Passage
Moreouer as touching the stranger that is not of thy people Israel, who shall come out of a farre countrey for thy Names sake,
Moreouer as touching the stranger that is not of thy people Israel, who shall come out of a farre countrey for thy Names sake,
1 Kings 8:39 Heare thou then in heauen, in thy dwelling place, and be mercifull, and doe, and giue euery man according to all his wayes, as thou knowest his heart, (for thou only knowest the heartes of all the children of men)
1 Kings 8:40 That they may feare thee as long as they liue in ye lad, which thou gauest vnto our fathers.
1 Kings 8:41 Moreouer as touching the stranger that is not of thy people Israel, who shall come out of a farre countrey for thy Names sake,
1 Kings 8:42 (When they shall heare of thy great name, and of thy mightie hande, and of thy stretched out arme) and shall come and pray in this house,
1 Kings 8:43 Heare thou in heauen thy dwelling place, and do according to all that the stranger calleth for vnto thee: that all the people of the earth may know thy Name, and feare thee, as do thy people Israel: and that they may know, that thy Name is called vpon in this house which I haue built.

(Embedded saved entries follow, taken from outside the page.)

//! String-keyed configuration provider.
//!
//! Sessions and readers take their tuning knobs (worker counts, buffer
//! sizes, read mode) from a [`Config`] instead of hard-coding them. Values
//! can be set programmatically or loaded from a `key = value` file.

use std::collections::HashMap;
use std::fs;
use std::path::Path;

use crate::error::{CanopyError, Result};

/// Number of worker threads applying index writes.
pub const INDEX_THREAD_COUNT: &str = "index_thread_count";

/// Capacity of the bounded indexing work queue.
pub const INDEX_QUEUE_SIZE: &str = "index_queue_size";

/// Buffer size, in bytes, for buffered index-file reads.
pub const READ_BUFFER_SIZE: &str = "read_buffer_size";

/// Physical read strategy: `buffered` or `mmap`.
pub const READ_MODE: &str = "read_mode";

/// How index pages are read at query time.
#[derive(Debug, Clone, Copy, PartialEq, Eq, Default)]
pub enum ReadMode {
    /// Sequential page reads through a buffered stream.
    #[default]
    Buffered,
    /// Memory-mapped views, one per page.
    Mmap,
}

/// A string-keyed configuration provider.
#[derive(Debug, Clone, Default)]
pub struct Config {
    options: HashMap<String, String>,
}

impl Config {
    /// Create an empty configuration; every getter falls back to its default.
    pub fn new() -> Self {
        Config::default()
    }

    /// Load configuration from a `key = value` file. Blank lines and lines
    /// starting with `#` are ignored.
    pub fn load<P: AsRef<Path>>(path: P) -> Result<Self> {
        let content = fs::read_to_string(path)?;
        let mut config = Config::new();

        for (line_no, line) in content.lines().enumerate() {
            let line = line.trim();
            if line.is_empty() || line.starts_with('#') {
                continue;
            }
            let (key, value) = line.split_once('=').ok_or_else(|| {
                CanopyError::config(format!("line {}: expected `key = value`", line_no + 1))
            })?;
            config.set(key.trim(), value.trim());
        }

        Ok(config)
    }

    /// Set an option, replacing any previous value.
    pub fn set<K: Into<String>, V: Into<String>>(&mut self, key: K, value: V) -> &mut Self {
        self.options.insert(key.into(), value.into());
        self
    }

    /// Get an option as a raw string.
    pub fn get(&self, key: &str) -> Option<&str> {
        self.options.get(key).map(String::as_str)
    }

    /// Get an option parsed as `usize`, falling back to `default` when the
    /// option is absent or unparsable.
    pub fn get_usize(&self, key: &str, default: usize) -> usize {
        self.get(key)
            .and_then(|v| v.parse().ok())
            .unwrap_or(default)
    }

    /// The configured worker thread count.
    pub fn index_thread_count(&self) -> usize {
        self.get_usize(INDEX_THREAD_COUNT, num_cpus::get()).max(1)
    }

    /// The configured work-queue capacity.
    pub fn index_queue_size(&self) -> usize {
        self.get_usize(INDEX_QUEUE_SIZE, 65_536).max(1)
    }

    /// The configured read buffer size.
    pub fn read_buffer_size(&self) -> usize {
        self.get_usize(READ_BUFFER_SIZE, 4096).max(512)
    }

    /// The configured physical read strategy.
    pub fn read_mode(&self) -> ReadMode {
        match self.get(READ_MODE) {
            Some("mmap") => ReadMode::Mmap,
            _ => ReadMode::Buffered,
        }
    }
}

The verse centers on "moreouer", "touching", "stranger", "people", "israel", "shall", "come", and "farre". It is saying that the verse draws attention to "moreouer" and "touching", so its meaning should be read from those terms before moving to application.
The nearby context moves from verse 40's "That they may feare thee as long..." into verse 42's "When they shall heare of thy great...", so "moreouer" and "touching" belong inside that flow. In 1 Kings context, the local focus is covenant, worship, and faithfulness.
A plain takeaway is to answer the verse's own emphasis on "moreouer" and "touching" with trust shaped by these words, not by a vague optimism outside the passage.